Eugene Kotlyarenko is a filmmaker invested in making sense of our current technology-driven world. His camera frame often has live action footage sharing the screen with iPhone depictions of text message threads, dating app swiping, or other apps, both real and imagined. Sundance selection Spree employed footage of GoPros attached to Kurt’s (Joe Keery) car as he livestreams a rideshare’s descent into murderous frenzy. Set during Covid lockdown, his latest, The Code, follows Celine Unger (Wobble Palace co-star Dasha Nekrasova) as she flees Los Angeles for the California desert with her boyfriend, NFT artist Jay Richard (actor and www.RachelOrmont.com writer-director Peter Vack). Still recovering from a slew of anonymous #MeToo allegations, Richard is understandably paranoid at where Unger’s impulse to film an amateur documentary on their relationship might lead. Spiraling, he purchases a slew of his own spy cameras to secretly film their desert getaway himself, maintaining his point of view should he need it. Ideas of authorship swirl around The Code’s examination of our current reality in which everyone records each other at all times.

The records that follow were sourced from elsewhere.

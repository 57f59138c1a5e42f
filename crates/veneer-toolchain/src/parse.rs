//! TOML parsing, serialization, validation, and discovery for toolchain
//! profiles.
//!
//! Profiles are stored as `.toolchain.toml` files in the `toolchains/`
//! directory of a project. The build-configuration step writes one per
//! toolchain it has probed; this module loads, validates, serializes, and
//! discovers those files.

use std::path::{Path, PathBuf};

use crate::error::{Result, ToolchainError};
use crate::identity::Family;
use crate::profile::Toolchain;
use crate::sanitize::Sanitizer;

/// A validation issue found in a toolchain profile.
#[derive(Debug, Clone)]
pub struct ValidationIssue {
    /// Severity: "error" or "warning".
    pub severity: &'static str,
    /// Human-readable description.
    pub message: String,
}

/// Load a toolchain profile from a `.toolchain.toml` file.
pub fn load_toolchain_toml(path: &Path) -> Result<Toolchain> {
    if !path.exists() {
        return Err(ToolchainError::NotFound {
            path: path.to_path_buf(),
        });
    }
    let content = std::fs::read_to_string(path)?;
    parse_toolchain_toml(&content)
}

/// Parse a toolchain profile from a TOML string.
pub fn parse_toolchain_toml(toml_str: &str) -> Result<Toolchain> {
    let toolchain: Toolchain = toml::from_str(toml_str)?;
    Ok(toolchain)
}

/// Serialize a toolchain profile to pretty TOML.
pub fn toolchain_to_toml(toolchain: &Toolchain) -> Result<String> {
    let toml_str = toml::to_string_pretty(toolchain)?;
    Ok(toml_str)
}

/// Validate a toolchain profile for structural correctness.
///
/// Returns `Ok(())` if valid, or `Err(issues)` with a list of problems.
pub fn validate_toolchain(toolchain: &Toolchain) -> std::result::Result<(), Vec<ValidationIssue>> {
    let mut issues = Vec::new();

    // 1. Profile name is non-empty
    if toolchain.name.is_empty() {
        issues.push(ValidationIssue {
            severity: "error",
            message: "profile name is empty".into(),
        });
    }

    // 2. Minor version fits in 16 bits (version encoding is monotonic
    //    only below that bound)
    if let Some(version) = toolchain.id.version {
        if version.minor >= 1 << 16 {
            issues.push(ValidationIssue {
                severity: "error",
                message: format!(
                    "minor version {} does not fit in 16 bits; version comparisons would misorder",
                    version.minor
                ),
            });
        }
    }

    // 3. Unrecognized toolchains carry no version
    if toolchain.id.family == Family::Other && toolchain.id.version.is_some() {
        issues.push(ValidationIssue {
            severity: "warning",
            message: "family 'other' is never version-registered; the version field is ignored"
                .into(),
        });
    }

    // 4. Markers are non-empty strings
    for marker in &toolchain.markers {
        if marker.is_empty() {
            issues.push(ValidationIssue {
                severity: "error",
                message: "empty marker string".into(),
            });
        }
    }

    // 5. Sanitizer-looking markers use a recognized spelling
    let known: Vec<&str> = Sanitizer::ALL.iter().map(|k| k.marker_name()).collect();
    for marker in &toolchain.markers {
        if marker.starts_with("__SANITIZE") && !known.contains(&marker.as_str()) {
            issues.push(ValidationIssue {
                severity: "warning",
                message: format!(
                    "marker '{marker}' looks like a sanitizer marker but matches no recognized \
                     spelling; it will not trigger detection"
                ),
            });
        }
    }

    if issues.is_empty() {
        Ok(())
    } else {
        Err(issues)
    }
}

/// Generate a template `.toolchain.toml` for a new profile.
///
/// Seeds from the clang preset with the given custom name.
pub fn generate_template(name: &str) -> Result<String> {
    let mut toolchain = Toolchain::clang(14, 0);
    toolchain.name = name.into();
    toolchain_to_toml(&toolchain)
}

/// Discover all `.toolchain.toml` files in a project's `toolchains/`
/// directory.
///
/// Returns a list of (profile_name, file_path) pairs.
pub fn discover_toolchains(project_dir: &Path) -> Result<Vec<(String, PathBuf)>> {
    let toolchains_dir = project_dir.join("toolchains");
    if !toolchains_dir.is_dir() {
        return Ok(Vec::new());
    }

    let mut profiles = Vec::new();
    let entries = std::fs::read_dir(&toolchains_dir)?;
    for entry in entries {
        let entry = entry?;
        let path = entry.path();
        if let Some(file_name) = path.file_name().and_then(|n| n.to_str()) {
            if file_name.ends_with(".toolchain.toml") {
                let name = file_name
                    .strip_suffix(".toolchain.toml")
                    .unwrap()
                    .to_string();
                profiles.push((name, path));
            }
        }
    }
    profiles.sort_by(|a, b| a.0.cmp(&b.0));
    Ok(profiles)
}
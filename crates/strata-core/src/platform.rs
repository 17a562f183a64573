//! # Platform Model
//!
//! A [`Platform`] is a CPU architecture plus the two properties that decide how
//! target memory is interpreted: word size and byte order.
//!
//! Platforms come from three places:
//! - explicitly, through [`Platform::create`] or [`Platform::from_raw`]
//! - from an ELF header, through [`Platform::from_elf_header`]
//! - from the introspecting machine, through [`Platform::host`]
//!
//! ## Recognized architectures
//!
//! | Architecture | ELF machine | Default flags |
//! |--------------|-------------|---------------|
//! | `X86_64`     | 62          | 64-bit, little-endian |
//! | `Aarch64`    | 183         | 64-bit, little-endian |
//!
//! Anything else is [`Architecture::Unknown`], which has no default flags.

use std::fmt;
use std::ptr;

use bitflags::bitflags;
use object::elf;

use crate::error::{Result, StrataError};

bitflags! {
    /// Word size and byte order of a platform.
    #[derive(Debug, Clone, Copy, PartialEq, Eq, Hash)]
    pub struct PlatformFlags: u32
    {
        /// Words are 64 bits wide.
        const IS_64_BIT = 1 << 0;
        /// Multi-byte values are little-endian.
        const IS_LITTLE_ENDIAN = 1 << 1;
    }
}

/// CPU architecture of a target
#[derive(Debug, Clone, Copy, PartialEq, Eq, Hash)]
#[repr(u32)]
pub enum Architecture
{
    /// Architecture could not be determined
    Unknown = 0,
    /// 64-bit x86 (Intel/AMD)
    X86_64 = 1,
    /// 64-bit ARM
    Aarch64 = 2,
}

impl Architecture
{
    /// Architecture this crate was compiled for.
    pub const fn current() -> Self
    {
        #[cfg(target_arch = "x86_64")]
        {
            Architecture::X86_64
        }

        #[cfg(target_arch = "aarch64")]
        {
            Architecture::Aarch64
        }

        #[cfg(not(any(target_arch = "x86_64", target_arch = "aarch64")))]
        {
            Architecture::Unknown
        }
    }

    /// Architecture matching an ELF `e_machine` value.
    pub const fn from_elf_machine(machine: u16) -> Self
    {
        match machine {
            elf::EM_X86_64 => Architecture::X86_64,
            elf::EM_AARCH64 => Architecture::Aarch64,
            _ => Architecture::Unknown,
        }
    }

    /// Static descriptor for this architecture.
    pub fn info(self) -> &'static ArchitectureInfo
    {
        match self {
            Architecture::Unknown => &ARCH_UNKNOWN,
            Architecture::X86_64 => &ARCH_X86_64,
            Architecture::Aarch64 => &ARCH_AARCH64,
        }
    }
}

impl TryFrom<u32> for Architecture
{
    type Error = StrataError;

    fn try_from(value: u32) -> Result<Self>
    {
        match value {
            0 => Ok(Architecture::Unknown),
            1 => Ok(Architecture::X86_64),
            2 => Ok(Architecture::Aarch64),
            _ => Err(StrataError::InvalidArgument("invalid architecture".into())),
        }
    }
}

impl fmt::Display for Architecture
{
    fn fmt(&self, f: &mut fmt::Formatter<'_>) -> fmt::Result
    {
        f.write_str(self.info().name)
    }
}

/// Fixed, process-wide description of an architecture.
///
/// Platforms point at one of these; two platforms have the same architecture
/// exactly when they point at the same descriptor.
#[derive(Debug)]
pub struct ArchitectureInfo
{
    /// Display name
    pub name: &'static str,
    /// Enumerated architecture
    pub arch: Architecture,
    /// Flags used when the caller asks for the defaults, `None` for unknown
    pub default_flags: Option<PlatformFlags>,
}

static ARCH_UNKNOWN: ArchitectureInfo = ArchitectureInfo {
    name: "unknown",
    arch: Architecture::Unknown,
    default_flags: None,
};

static ARCH_X86_64: ArchitectureInfo = ArchitectureInfo {
    name: "x86-64",
    arch: Architecture::X86_64,
    default_flags: Some(PlatformFlags::IS_64_BIT.union(PlatformFlags::IS_LITTLE_ENDIAN)),
};

static ARCH_AARCH64: ArchitectureInfo = ArchitectureInfo {
    name: "AArch64",
    arch: Architecture::Aarch64,
    default_flags: Some(PlatformFlags::IS_64_BIT.union(PlatformFlags::IS_LITTLE_ENDIAN)),
};

/// Identification fields of an ELF header
///
/// Only the fields platform inference and target classification need.
#[derive(Debug, Clone, Copy, PartialEq, Eq)]
pub struct ElfHeaderInfo
{
    /// `e_machine`
    pub machine: u16,
    /// `e_ident[EI_CLASS]`
    pub class: u8,
    /// `e_ident[EI_DATA]`
    pub data: u8,
    /// `e_type`
    pub e_type: u16,
}

/// Sentinel accepted by [`Platform::from_raw`] meaning "default flags".
pub const DEFAULT_FLAGS: u32 = u32::MAX;

/// Architecture plus word size and byte order
#[derive(Debug, Clone, Copy)]
pub struct Platform
{
    arch: &'static ArchitectureInfo,
    flags: PlatformFlags,
}

impl Platform
{
    /// Create a platform.
    ///
    /// `flags = None` selects the architecture's default flags.
    ///
    /// ## Errors
    ///
    /// `InvalidArgument` if the flags contain unrecognized bits, or if default
    /// flags are requested for [`Architecture::Unknown`].
    pub fn create(arch: Architecture, flags: Option<PlatformFlags>) -> Result<Self>
    {
        let info = arch.info();
        let flags = match flags {
            Some(flags) => {
                if !PlatformFlags::all().contains(flags) {
                    return Err(StrataError::InvalidArgument("invalid platform flags".into()));
                }
                flags
            }
            None => info.default_flags.ok_or_else(|| {
                StrataError::InvalidArgument("cannot get default platform flags of unknown architecture".into())
            })?,
        };
        Ok(Platform { arch: info, flags })
    }

    /// Create a platform from raw numeric values.
    ///
    /// `flags == DEFAULT_FLAGS` selects the defaults.
    ///
    /// ## Errors
    ///
    /// `InvalidArgument` for an unrecognized architecture value or flag bits,
    /// as well as every case [`Platform::create`] rejects.
    pub fn from_raw(arch: u32, flags: u32) -> Result<Self>
    {
        let arch = Architecture::try_from(arch)?;
        let flags = if flags == DEFAULT_FLAGS {
            None
        } else {
            Some(
                PlatformFlags::from_bits(flags)
                    .ok_or_else(|| StrataError::InvalidArgument("invalid platform flags".into()))?,
            )
        };
        Self::create(arch, flags)
    }

    /// Platform of the machine running this code.
    pub fn host() -> Self
    {
        let mut flags = PlatformFlags::empty();
        if cfg!(target_pointer_width = "64") {
            flags |= PlatformFlags::IS_64_BIT;
        }
        if cfg!(target_endian = "little") {
            flags |= PlatformFlags::IS_LITTLE_ENDIAN;
        }
        Platform {
            arch: Architecture::current().info(),
            flags,
        }
    }

    /// Infer a platform from an ELF header.
    ///
    /// A recognized machine is assumed little-endian with the word size taken
    /// from the class field. For an unrecognized machine both the word size and
    /// the byte order are copied from the header.
    pub fn from_elf_header(header: &ElfHeaderInfo) -> Self
    {
        let arch = Architecture::from_elf_machine(header.machine);
        let mut flags = PlatformFlags::empty();
        if header.class == elf::ELFCLASS64 {
            flags |= PlatformFlags::IS_64_BIT;
        }
        match arch {
            Architecture::Unknown => {
                if header.data == elf::ELFDATA2LSB {
                    flags |= PlatformFlags::IS_LITTLE_ENDIAN;
                }
            }
            _ => flags |= PlatformFlags::IS_LITTLE_ENDIAN,
        }
        Platform {
            arch: arch.info(),
            flags,
        }
    }

    /// Architecture of this platform.
    pub fn arch(&self) -> Architecture
    {
        self.arch.arch
    }

    /// Architecture descriptor.
    pub fn arch_info(&self) -> &'static ArchitectureInfo
    {
        self.arch
    }

    /// Word size and byte order flags.
    pub fn flags(&self) -> PlatformFlags
    {
        self.flags
    }

    /// Whether words are 64 bits.
    pub fn is_64_bit(&self) -> bool
    {
        self.flags.contains(PlatformFlags::IS_64_BIT)
    }

    /// Whether the platform is little-endian.
    pub fn is_little_endian(&self) -> bool
    {
        self.flags.contains(PlatformFlags::IS_LITTLE_ENDIAN)
    }

    /// Word size in bytes.
    pub fn word_size(&self) -> u8
    {
        if self.is_64_bit() {
            8
        } else {
            4
        }
    }

    /// All-ones value of the word width.
    pub fn word_max(&self) -> u64
    {
        if self.is_64_bit() {
            u64::MAX
        } else {
            u64::from(u32::MAX)
        }
    }
}

impl PartialEq for Platform
{
    fn eq(&self, other: &Self) -> bool
    {
        ptr::eq(self.arch, other.arch) && self.flags == other.flags
    }
}

impl Eq for Platform {}

impl fmt::Display for Platform
{
    fn fmt(&self, f: &mut fmt::Formatter<'_>) -> fmt::Result
    {
        write!(
            f,
            "{} ({}-bit, {}-endian)",
            self.arch.name,
            if self.is_64_bit() { 64 } else { 32 },
            if self.is_little_endian() { "little" } else { "big" }
        )
    }
}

Doubling down on Spree’s diegetic camera-heavy approach, The Code frequently depicts six simultaneous cameras at a given time, with upwards of 12 in some moments. The Code leans into an amateur filmmaking aesthetic, blending lower-resolution spy cameras from Temu (including a ridiculous pair of chunky spy sunglasses Richard sports) alongside the more professional grade (but still prosumer) camcorder that Unger wields. Cinematographer Barton Cortright (The Cathedral, Actors) and his small camera crew of just three work wonders capturing scenes shot from every conceivable angle and point of view. Talented filmmakers in their own right, co-editors Tucker Bennett (Planet Heaven) and Sabrina Greco (Lockjaw) edit this mountain of overlapping footage together, dipping into the filmmaking languages of TikTok, wedding videos, student thesis films, and much more. It’s an intentionally overwhelming assault on the senses that replicates how screen time affects our brain chemistry.
Kotlyarenko recently wrapped up a stateside screening tour of The Code, with notable moderators for the Q&As including critic and The Sweet East screenwriter Nick Pinkerton, visual artist Jon Rafman, and animator Victoria Vincent (AKA vewn). Playing into the film’s themes, Kotlyarenko would livestream each Q&A on Instagram, usually from an unflattering, close-up of the underside of his bearded chin. Still in theaters in Los Angeles and New York, The Code is also now available to stream on MUBI. I caught up with Kotlyarenko last week on the phone where we discussed writing the screenplay at the spa, verisimilitude when creating fake apps and websites, and his role as a satirist of the 21st century.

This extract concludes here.